The bugs can travel the short distance up the meniscus very fast, up to 30 body lengths, or about 4 inches, per second. (By contrast, the fastest sprinters can run about five body lengths per second.) When they reach the top of the meniscus, the bugs clasp onto the dry surface and pull up the rest of the way.
Even some beetle larvae were able to ride a meniscus, Dr. Bush said, by arching their backs and pulling up on the water at the front and the rear.
He said the movement is based on the same principle that causes Champagne bubbles to migrate to the edge of a glass, or the few remaining corn flakes in a bowl to clump together.
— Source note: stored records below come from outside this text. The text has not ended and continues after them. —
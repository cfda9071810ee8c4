use std::env;
use std::fs;
use std::path::PathBuf;

use anyhow::{anyhow, Context, Result};
use directories::BaseDirs;

/// Environment variable that overrides the data directory.
pub const DATA_DIR_ENV: &str = "WORKOUT_LOG_DIR";
/// Folder name used beneath the user's home directory for application data.
const DATA_DIR_NAME: &str = ".workout-log";
/// SQLite file name stored inside the application data directory.
const DB_FILE_NAME: &str = "workouts.sqlite";
const LOG_FILE_NAME: &str = "workout-log.log";

/// Where the application keeps its files.
#[derive(Debug, Clone)]
pub struct AppPaths {
    pub data_dir: PathBuf,
}

impl AppPaths {
    /// Resolve the data directory from the environment or the home directory.
    pub fn resolve() -> Result<Self> {
        let data_dir = match env::var_os(DATA_DIR_ENV) {
            Some(dir) if !dir.is_empty() => PathBuf::from(dir),
            _ => {
                let base_dirs =
                    BaseDirs::new().ok_or_else(|| anyhow!("could not locate home directory"))?;
                base_dirs.home_dir().join(DATA_DIR_NAME)
            }
        };
        Ok(Self { data_dir })
    }

    /// Use `data_dir` as-is, bypassing environment and home lookup.
    pub fn in_dir<P: Into<PathBuf>>(data_dir: P) -> Self {
        Self {
            data_dir: data_dir.into(),
        }
    }

    /// Create the data directory if needed.
    pub fn ensure_dir(&self) -> Result<()> {
        fs::create_dir_all(&self.data_dir).with_context(|| {
            format!(
                "failed to create data directory {}",
                self.data_dir.display()
            )
        })
    }

    /// Location of the SQLite database.
    pub fn db_path(&self) -> PathBuf {
        self.data_dir.join(DB_FILE_NAME)
    }

    /// Location of the log file.
    pub fn log_path(&self) -> PathBuf {
        self.data_dir.join(LOG_FILE_NAME)
    }
}
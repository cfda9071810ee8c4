use crate::models::Workout;

/// Discrete user intents the shell sends to the controller. Row-specific
/// events carry the row's value itself, captured when the row was drawn.
#[derive(Debug, Clone, PartialEq)]
pub enum Event {
    PrevMonth,
    NextMonth,
    /// Jump back to the calendar month containing today.
    Today,
    SelectDay(u32),
    Back,
    PrevDay,
    NextDay,
    AddWorkout,
    OpenWorkout(Workout),
    Cancel,
    SaveWorkout { name: String },
    AddExercise,
    DeleteWorkout,
    DeleteExercise { workout_exercise_id: i64 },
    /// An exercise picked from the catalog or typed as a new name.
    SaveExercise { name: String },
    /// Values already parsed from the set form; `None` means the field was
    /// left blank or was not a number.
    AddSet { reps: Option<i64>, weight: Option<f64> },
    Done,
}

/// Dialog capabilities the presentation layer lends to the controller.
pub trait Dialogs {
    /// Block until the user confirms or cancels.
    fn confirm(&mut self, prompt: &str) -> bool;
    fn notify_error(&mut self, message: &str);
}
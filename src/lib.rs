//! Core library surface for the workout log terminal application.
//!
//! `db` owns the SQLite schema and every read and write, `nav` decides which
//! screen is shown and what data it carries, and `ui` is the terminal shell
//! that drives both.
pub mod config;
pub mod db;
pub mod logging;
pub mod models;
pub mod nav;
pub mod ui;

/// The persistence layer entry point and its error type.
pub use db::{StoreError, WorkoutStore};

/// Plain data types passed between the layers.
pub use models::{Exercise, SetEntry, Workout, WorkoutExerciseEntry};

/// Screen flow.
pub use nav::{Dialogs, Event, NavigationController, Screen};

/// The interactive application entry point and state container.
pub use ui::{run_app, App};
use chrono::NaiveDate;
use log::{debug, info, warn};
use rusqlite::{params, OptionalExtension, Row};

use super::connection::WorkoutStore;
use super::error::{StorageContext, StoreError, StoreResult};
use crate::models::Workout;

fn workout_from_row(row: &Row<'_>) -> rusqlite::Result<Workout> {
    Ok(Workout {
        id: row.get(0)?,
        date: row.get(1)?,
        name: row.get(2)?,
    })
}

impl WorkoutStore {
    /// Every workout, newest date first. The calendar derives its activity
    /// markers from this list.
    pub fn list_workouts(&self) -> StoreResult<Vec<Workout>> {
        debug!("listing all workouts");
        let conn = self.connect()?;
        let mut stmt = conn
            .prepare("SELECT id, date, name FROM workouts ORDER BY date DESC, id DESC")
            .storage("failed to prepare workout query")?;

        let workouts = stmt
            .query_map([], workout_from_row)
            .storage("failed to load workouts")?
            .collect::<Result<Vec<_>, _>>()
            .storage("failed to collect workouts")?;

        Ok(workouts)
    }

    /// Workouts logged on one day, in the order they were created.
    pub fn list_workouts_on_date(&self, date: NaiveDate) -> StoreResult<Vec<Workout>> {
        debug!("listing workouts on {date}");
        let conn = self.connect()?;
        let mut stmt = conn
            .prepare("SELECT id, date, name FROM workouts WHERE date = ?1 ORDER BY id")
            .storage("failed to prepare daily workout query")?;

        let workouts = stmt
            .query_map([date], workout_from_row)
            .storage("failed to load workouts for date")?
            .collect::<Result<Vec<_>, _>>()
            .storage("failed to collect workouts for date")?;

        Ok(workouts)
    }

    /// A single workout by id, or `None` if it has been deleted.
    pub fn get_workout(&self, id: i64) -> StoreResult<Option<Workout>> {
        let conn = self.connect()?;
        conn.query_row(
            "SELECT id, date, name FROM workouts WHERE id = ?1",
            [id],
            workout_from_row,
        )
        .optional()
        .storage("failed to load workout")
    }

    /// Insert a workout and return its id. The name is stored trimmed; a
    /// blank name never reaches the database.
    pub fn add_workout(&self, name: &str, date: NaiveDate) -> StoreResult<i64> {
        let name = name.trim();
        if name.is_empty() {
            return Err(StoreError::invalid("Workout name is required."));
        }

        let conn = self.connect()?;
        conn.execute(
            "INSERT INTO workouts (date, name) VALUES (?1, ?2)",
            params![date, name],
        )
        .storage("failed to insert workout")?;

        let id = conn.last_insert_rowid();
        info!("added workout {id} '{name}' on {date}");
        Ok(id)
    }

    /// Remove a workout together with its exercise links and their sets.
    /// Deleting an id that does not exist is a no-op.
    pub fn delete_workout(&self, id: i64) -> StoreResult<()> {
        let mut conn = self.connect()?;
        let tx = conn
            .transaction()
            .storage("failed to start delete transaction")?;

        let sets = tx
            .execute(
                "DELETE FROM sets WHERE workout_exercise_id IN (
                     SELECT id FROM workout_exercises WHERE workout_id = ?1
                 )",
                [id],
            )
            .storage("failed to delete workout sets")?;
        let links = tx
            .execute("DELETE FROM workout_exercises WHERE workout_id = ?1", [id])
            .storage("failed to delete workout exercises")?;
        let deleted = tx
            .execute("DELETE FROM workouts WHERE id = ?1", [id])
            .storage("failed to delete workout")?;

        tx.commit().storage("failed to commit workout deletion")?;

        if deleted == 0 {
            warn!("delete of missing workout {id} ignored");
        } else {
            info!("deleted workout {id} ({links} exercises, {sets} sets)");
        }
        Ok(())
    }
}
"These bugs live in a world dominated by surface tension," Dr. Bush said. "When things become very small, surface tension becomes important compared with gravity."
Ancient Spider Blood
About 20 million years ago, a spider in what is now the Dominican Republic had a very bad day. It was climbing a tree when it was hit by a flow of resin coming from the opposite direction. The substance tore off some of the spider's legs and quickly engulfed it.
The resin fossilized into amber, preserving the spider, and now a scientist examining the amber has discovered that it contains several drops of blood. It's the first spider blood, or hemolymph, found in amber.
The scientist, David Penney of the University of Manchester in England, was able to determine much about the last moments of the spider, a previously unknown species in the family Filistatidae, a common one in the Caribbean.
The spider lost four of its eight legs, and two of them are preserved nearby. This indicates that the spider did not walk onto a sticky patch, get stuck and become entombed by resin later. Rather, it was hit by a fast-moving stream of resin of relatively low viscosity. The findings were published in the journal Paleontology.
When a spider's leg is detached in this way, some blood seeps out of what remains of the appendage. Dr. Penney observed a drop near each of two legs. He was able to determine they are drops of hemolymph, and not air bubbles (which are common in amber), because they are not spherical, but have tails characteristic of a moving drop of fluid.
Dr. Penney suggested that the drops could be reservoirs of ancient DNA. Extracting the DNA, a theoretical though unlikely possibility, could help scientists better understand spider evolution. But DNA degrades over time, so it couldn't be used to re-create this spider, à la "Jurassic Park."
Gorillas Also Use Tools
Three of the great apes - chimpanzees, orangutans and bonobos - have demonstrated the ability to use tools in the wild. Chimpanzees, for instance, use sticks to fish for termites in mounds.
Gorillas had been the only great apes not known as tool users in the wild, but now they've joined the club. Scientists from the Wildlife Conservation Society and the Max Planck Institute for Evolutionary Anthropology in Germany have observed two gorillas in the Congo Republic using tree branches and other objects to help with tasks.
One of the animals used a dead tree branch to determine the depth of a pool of water she wanted to wade through. The other used the broken-off trunk of a shrub as a support as she was digging herbs, and then used it again as a makeshift bridge to cross a muddy patch of ground. The observations were reported in the open-access journal PLoS Biology (www.plos.org).